Azia shrugged. She recalled well the stern instructions that she never, never offer concession after only one complaint. “Feathers, as you say, are in great demand.”

“That is true, that is true. But these particular stocks—when will the Trader run across someone wanting to trade them for feathers, of all so-expensive items?”

“Ah, but I imagine that feathers must be the easiest things to re-trade, considering how totally hot they are.”

Trader Barraclough blinked, glanced at Azia with a surprised look— then quickly away, as he realized, she thought, that he had broken form. She swallowed. Of course it was she who had broken form, by using her own words, rather than the formulas she was supposed to apply to the situation. She cleared her nervous throat. “My principal will reluctantly agree to trade eight feathers for the stock, but eight must be the ceiling.”

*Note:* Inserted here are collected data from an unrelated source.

//! Scenario parameters: everything the user configures before a simulation.
//!
//! The presentation layer writes fields through string setters. Each setter
//! reports a [`FieldOutcome`] and records whether the field is currently
//! valid; activation refuses to start while any field relevant to the chosen
//! kind is flagged.

use std::fmt;

use serde::{Deserialize, Serialize};

use crate::body::{BodyCatalog, BodyId};
use crate::error::ValidationError;
use crate::orbit::{
    FieldOutcome, InsertionState, LandedSite, OrbitalElements, Placement, StartPoint,
};
use crate::time::{normalize_duration, Calendar, TimeReading};

/// Default simulated duration: fifteen minutes.
pub const DEFAULT_DURATION: f64 = 900.0;

/// Kind of simulation.
#[derive(Debug, Clone, Copy, Default, PartialEq, Eq, Hash, Serialize, Deserialize)]
pub enum SimulationKind {
    /// Regular launch from the pad or runway.
    #[default]
    Default,
    /// Spawned in orbit.
    Orbital,
    /// Spawned on a surface.
    Landed,
}

impl SimulationKind {
    /// Numeric tag exposed to formulas as `T`.
    #[must_use]
    pub const fn tag(self) -> u8 {
        match self {
            Self::Default => 0,
            Self::Orbital => 1,
            Self::Landed => 2,
        }
    }

    /// Maps a tag back to a kind. Unknown tags are [`SimulationKind::Default`].
    #[must_use]
    pub const fn from_tag(tag: u8) -> Self {
        match tag {
            1 => Self::Orbital,
            2 => Self::Landed,
            _ => Self::Default,
        }
    }
}

impl fmt::Display for SimulationKind {
    fn fmt(&self, f: &mut fmt::Formatter<'_>) -> fmt::Result {
        match self {
            Self::Default => write!(f, "default"),
            Self::Orbital => write!(f, "orbital"),
            Self::Landed => write!(f, "landed"),
        }
    }
}

/// The vessel under construction, as the host identifies it.
#[derive(Debug, Clone, PartialEq, Eq, Serialize, Deserialize)]
pub struct VesselHandle {
    /// Host identifier.
    pub id: String,
    /// Number of parts.
    pub part_count: usize,
}

impl VesselHandle {
    /// Creates a handle.
    pub fn new(id: impl Into<String>, part_count: usize) -> Self {
        Self {
            id: id.into(),
            part_count,
        }
    }

    /// Returns true if the vessel has no parts.
    #[must_use]
    pub const fn is_empty(&self) -> bool {
        self.part_count == 0
    }
}

/// Opaque crew manifest.
#[derive(Debug, Clone, PartialEq, Eq, Serialize, Deserialize)]
#[serde(transparent)]
pub struct CrewHandle(pub String);

/// Fields that carry a validity flag.
#[derive(Debug, Clone, Copy, PartialEq, Eq)]
#[allow(missing_docs)]
pub enum Field {
    Apoapsis,
    Periapsis,
    Inclination,
    Lan,
    ArgPeriapsis,
    MeanAnomaly,
    Latitude,
    Longitude,
}

impl Field {
    const COUNT: usize = 8;

    /// Fields checked for an orbital simulation.
    pub const ORBITAL: [Self; 6] = [
        Self::Apoapsis,
        Self::Periapsis,
        Self::Inclination,
        Self::Lan,
        Self::ArgPeriapsis,
        Self::MeanAnomaly,
    ];

    /// Fields checked for a landed simulation.
    pub const LANDED: [Self; 2] = [Self::Latitude, Self::Longitude];

    /// Name used in error reports.
    #[must_use]
    pub const fn name(self) -> &'static str {
        match self {
            Self::Apoapsis => "apoapsis",
            Self::Periapsis => "periapsis",
            Self::Inclination => "inclination",
            Self::Lan => "lan",
            Self::ArgPeriapsis => "arg_periapsis",
            Self::MeanAnomaly => "mean_anomaly",
            Self::Latitude => "latitude",
            Self::Longitude => "longitude",
        }
    }

    const fn index(self) -> usize {
        self as usize
    }
}

#[derive(Debug, Clone, Copy, PartialEq, Eq)]
struct FieldChecks {
    invalid: [bool; Field::COUNT],
}

impl Default for FieldChecks {
    fn default() -> Self {
        Self {
            invalid: [false; Field::COUNT],
        }
    }
}

impl FieldChecks {
    fn record(&mut self, field: Field, outcome: FieldOutcome) -> FieldOutcome {
        self.invalid[field.index()] = !outcome.is_valid();
        outcome
    }

    const fn is_invalid(&self, field: Field) -> bool {
        self.invalid[field.index()]
    }
}

fn parse_number(input: &str) -> Option<f64> {
    input.trim().parse::<f64>().ok().filter(|v| v.is_finite())
}

/// User-configured parameters for one simulation.
#[derive(Debug, Clone, PartialEq)]
pub struct ScenarioParameters {
    kind: SimulationKind,
    body: Option<BodyId>,
    duration: f64,
    target_ut: Option<f64>,
    relative_time: bool,
    orbit: OrbitalElements,
    site: LandedSite,
    vessel: Option<VesselHandle>,
    crew: Option<CrewHandle>,
    checks: FieldChecks,
    apoapsis_request: Option<f64>,
    periapsis_request: Option<f64>,
    calendar: Calendar,
}

impl Default for ScenarioParameters {
    fn default() -> Self {
        Self::new(Calendar::default())
    }
}

impl ScenarioParameters {
    /// Creates parameters with defaults, reading time strings with `calendar`.
    #[must_use]
    pub fn new(calendar: Calendar) -> Self {
        Self {
            kind: SimulationKind::Default,
            body: None,
            duration: DEFAULT_DURATION,
            target_ut: None,
            relative_time: false,
            orbit: OrbitalElements::default(),
            site: LandedSite::default(),
            vessel: None,
            crew: None,
            checks: FieldChecks::default(),
            apoapsis_request: None,
            periapsis_request: None,
            calendar,
        }
    }

    /// Simulation kind.
    #[must_use]
    pub const fn kind(&self) -> SimulationKind {
        self.kind
    }

    /// Sets the simulation kind.
    pub fn set_kind(&mut self, kind: SimulationKind) {
        self.kind = kind;
    }

    /// Selected body, if one was chosen.
    #[must_use]
    pub const fn body(&self) -> Option<BodyId> {
        self.body
    }

    /// Selected body, or the catalog's home body when none is set.
    #[must_use]
    pub fn body_or_home(&self, catalog: &BodyCatalog) -> BodyId {
        self.body.unwrap_or_else(|| catalog.home())
    }

    /// Selects a body. `None` means the home body.
    pub fn select_body(&mut self, body: Option<BodyId>) {
        self.body = body;
    }

    /// Simulated duration, seconds.
    #[must_use]
    pub const fn duration(&self) -> f64 {
        self.duration
    }

    /// Sets the duration in seconds; non-positive means unbounded.
    pub fn set_duration(&mut self, seconds: f64) {
        self.duration = normalize_duration(seconds);
    }

    /// Parses and sets the duration. On error the duration is unchanged.
    pub fn set_duration_str(&mut self, input: &str) -> Result<f64, ValidationError> {
        let seconds = self.calendar.parse_duration(input)?;
        self.duration = seconds;
        Ok(seconds)
    }

    /// Target universal time, or `now` when none is set.
    #[must_use]
    pub fn target_ut(&self, now: f64) -> f64 {
        self.target_ut.unwrap_or(now)
    }

    /// Whether the target time was entered relative to now.
    #[must_use]
    pub const fn relative_time(&self) -> bool {
        self.relative_time
    }

    /// Fixes the target time.
    pub fn set_target_ut(&mut self, ut: Option<f64>) {
        self.target_ut = ut;
    }

    /// Parses and sets the target time.
    ///
    /// A relative time is a span added to `now`; an absolute one is a
    /// calendar date.
    pub fn set_time_str(
        &mut self,
        input: &str,
        relative: bool,
        now: f64,
    ) -> Result<f64, ValidationError> {
        let ut = if relative {
            now + self.calendar.parse(input, TimeReading::Span)?
        } else {
            self.calendar.parse(input, TimeReading::Date)?
        };
        self.relative_time = relative;
        self.target_ut = Some(ut);
        Ok(ut)
    }

    /// Orbital elements.
    #[must_use]
    pub const fn orbit(&self) -> &OrbitalElements {
        &self.orbit
    }

    /// Landed site.
    #[must_use]
    pub const fn site(&self) -> &LandedSite {
        &self.site
    }

    /// Apoapsis in kilometres, as displayed.
    #[must_use]
    pub fn apoapsis_km(&self) -> f64 {
        self.orbit.apoapsis() / 1000.0
    }

    /// Periapsis in kilometres, as displayed.
    #[must_use]
    pub fn periapsis_km(&self) -> f64 {
        self.orbit.periapsis() / 1000.0
    }

    /// Sets the apoapsis from a kilometre string. Outcome values are metres.
    ///
    /// A periapsis that was clamped earlier is re-applied afterwards, so
    /// raising the apoapsis clears a periapsis flag once the requested value
    /// fits.
    pub fn set_apoapsis_km(&mut self, input: &str) -> FieldOutcome {
        self.apoapsis_request = parse_number(input).map(|km| km * 1000.0);
        let outcome = self.apply_apoapsis();
        if self.checks.is_invalid(Field::Periapsis) {
            self.apply_periapsis();
        }
        outcome
    }

    /// Sets the periapsis from a kilometre string. Outcome values are metres.
    ///
    /// A clamped apoapsis is re-applied afterwards.
    pub fn set_periapsis_km(&mut self, input: &str) -> FieldOutcome {
        self.periapsis_request = parse_number(input).map(|km| km * 1000.0);
        let outcome = self.apply_periapsis();
        if self.checks.is_invalid(Field::Apoapsis) {
            self.apply_apoapsis();
        }
        outcome
    }

    fn apply_apoapsis(&mut self) -> FieldOutcome {
        let outcome = self
            .apoapsis_request
            .map_or(FieldOutcome::Rejected, |m| self.orbit.set_apoapsis(m));
        self.checks.record(Field::Apoapsis, outcome)
    }

    fn apply_periapsis(&mut self) -> FieldOutcome {
        let outcome = self
            .periapsis_request
            .map_or(FieldOutcome::Rejected, |m| self.orbit.set_periapsis(m));
        self.checks.record(Field::Periapsis, outcome)
    }

    /// Sets the inclination from a degree string.
    pub fn set_inclination_deg(&mut self, input: &str) -> FieldOutcome {
        let outcome =
            parse_number(input).map_or(FieldOutcome::Rejected, |v| self.orbit.set_inclination(v));
        self.checks.record(Field::Inclination, outcome)
    }

    /// Sets the longitude of the ascending node from a degree string.
    pub fn set_lan_deg(&mut self, input: &str) -> FieldOutcome {
        let outcome = parse_number(input).map_or(FieldOutcome::Rejected, |v| self.orbit.set_lan(v));
        self.checks.record(Field::Lan, outcome)
    }

    /// Sets the argument of periapsis from a degree string.
    pub fn set_arg_periapsis_deg(&mut self, input: &str) -> FieldOutcome {
        let outcome =
            parse_number(input).map_or(FieldOutcome::Rejected, |v| self.orbit.set_arg_periapsis(v));
        self.checks.record(Field::ArgPeriapsis, outcome)
    }

    /// Sets the mean anomaly at epoch from a radian string.
    pub fn set_mean_anomaly_rad(&mut self, input: &str) -> FieldOutcome {
        let outcome =
            parse_number(input).map_or(FieldOutcome::Rejected, |v| self.orbit.set_mean_anomaly(v));
        self.checks.record(Field::MeanAnomaly, outcome)
    }

    /// Chooses where on the orbit the vessel starts.
    pub fn set_start_point(&mut self, start: StartPoint) {
        self.orbit.set_start_point(start);
        self.checks.record(Field::MeanAnomaly, FieldOutcome::Accepted(start.mean_anomaly()));
    }

    /// Sets the landing latitude from a degree string.
    pub fn set_latitude(&mut self, input: &str) -> FieldOutcome {
        let outcome =
            parse_number(input).map_or(FieldOutcome::Rejected, |v| self.site.set_latitude(v));
        self.checks.record(Field::Latitude, outcome)
    }

    /// Sets the landing longitude from a degree string.
    pub fn set_longitude(&mut self, input: &str) -> FieldOutcome {
        let outcome =
            parse_number(input).map_or(FieldOutcome::Rejected, |v| self.site.set_longitude(v));
        self.checks.record(Field::Longitude, outcome)
    }

    /// Returns true if the field's last write was rejected or clamped.
    #[must_use]
    pub const fn is_invalid(&self, field: Field) -> bool {
        self.checks.is_invalid(field)
    }

    /// Names of flagged fields that matter for the current kind.
    #[must_use]
    pub fn invalid_fields(&self) -> Vec<&'static str> {
        let relevant: &[Field] = match self.kind {
            SimulationKind::Orbital => &Field::ORBITAL,
            SimulationKind::Landed => &Field::LANDED,
            SimulationKind::Default => &[],
        };
        relevant
            .iter()
            .filter(|f| self.checks.is_invalid(**f))
            .map(|f| f.name())
            .collect()
    }

    /// The selected vessel.
    #[must_use]
    pub const fn vessel(&self) -> Option<&VesselHandle> {
        self.vessel.as_ref()
    }

    /// Selects the vessel.
    pub fn set_vessel(&mut self, vessel: Option<VesselHandle>) {
        self.vessel = vessel;
    }

    /// The crew manifest.
    #[must_use]
    pub const fn crew(&self) -> Option<&CrewHandle> {
        self.crew.as_ref()
    }

    /// Sets the crew manifest.
    pub fn set_crew(&mut self, crew: Option<CrewHandle>) {
        self.crew = crew;
    }

    /// Derives the insertion state for the current kind.
    ///
    /// Returns `Ok(None)` for [`SimulationKind::Default`], which launches
    /// normally instead of spawning.
    pub fn insertion_state(
        &self,
        catalog: &BodyCatalog,
        epoch_ut: f64,
    ) -> Result<Option<InsertionState>, ValidationError> {
        let body_id = self.body_or_home(catalog);
        let body = || {
            catalog.get(body_id).ok_or_else(|| ValidationError::UnknownBody {
                name: body_id.to_string(),
            })
        };

        let placement = match self.kind {
            SimulationKind::Default => return Ok(None),
            SimulationKind::Orbital => Placement::Orbiting(self.orbit.insertion(body()?.radius)),
            SimulationKind::Landed => {
                body()?;
                Placement::Landed {
                    latitude: self.site.latitude(),
                    longitude: self.site.longitude(),
                }
            }
        };
        Ok(Some(InsertionState {
            body: body_id,
            epoch_ut,
            placement,
        }))
    }
}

To Azia’s surprise, Trader Barraclough accepted eight for the germ stocks, though he exacted five for the virus. Azia then flatly asked him how many lyric crystals he had and told him that Pluummuluum wanted as many as he had, but would not bargain for them. This he already knew, and allowed him the pretense of making the gracious gesture as a special courtesy to an old trading partner.

The session ended with extended ritual courtesies. The Barraclough contingent left by the door on its side of the room, and Azia and her bonder by the door on their side of the room. They walked sedately back to their suite, Azia a decorous three steps behind. But as soon «s she entered the suite, a wild elation and euphoria swept over her, making her leap and dance around the room with manic, joyous energy. “We did it!” she said—meaning that she had surprised herself by actually doing what her bonder had expected. Delirious with joy, she spun and whirled around the room, circling Pluummuluum, crowing her victory, until, dizzy, she dropped to her knees before it. She looked up at its blank, alien eyes and pressed her face and breasts against its legs in an embrace that sent sexual excitement rushing over her skin, coursing through her muscles like air rushing in to fill a vacuum. It didn’t matter that she knew nothing about Corollian sexuality, it didn’t matter that she’d never interacted sexually with another entity, human or otherwise. Her mind was filled with images of desire for this being, this creature, filled with images of touch—of its strange limbs and tentacles touching her, of the weird slickness of its skin touching her, of its touch on the back of her neck, a touch she longed for even as she imagined it, a touch which she imagined—no, felt—wrenching at her bones, burrowing an ache into parts of her she’d never before recognized—was what she wanted most in the world at that moment, as she’d never wanted anything.

A sudden strike of nausea to her stomach, of cramps to her abdomen, of an indescribably unpleasant odor to her olfactory nerve shocked her somatic self. Her teeth felt as if she’d been sucking a lemon. A wave of tension set her shivering. And before Azia realized what was happening, Pluummuluum had moved away, off into the hygiene facilities, shutting the door between itself and her.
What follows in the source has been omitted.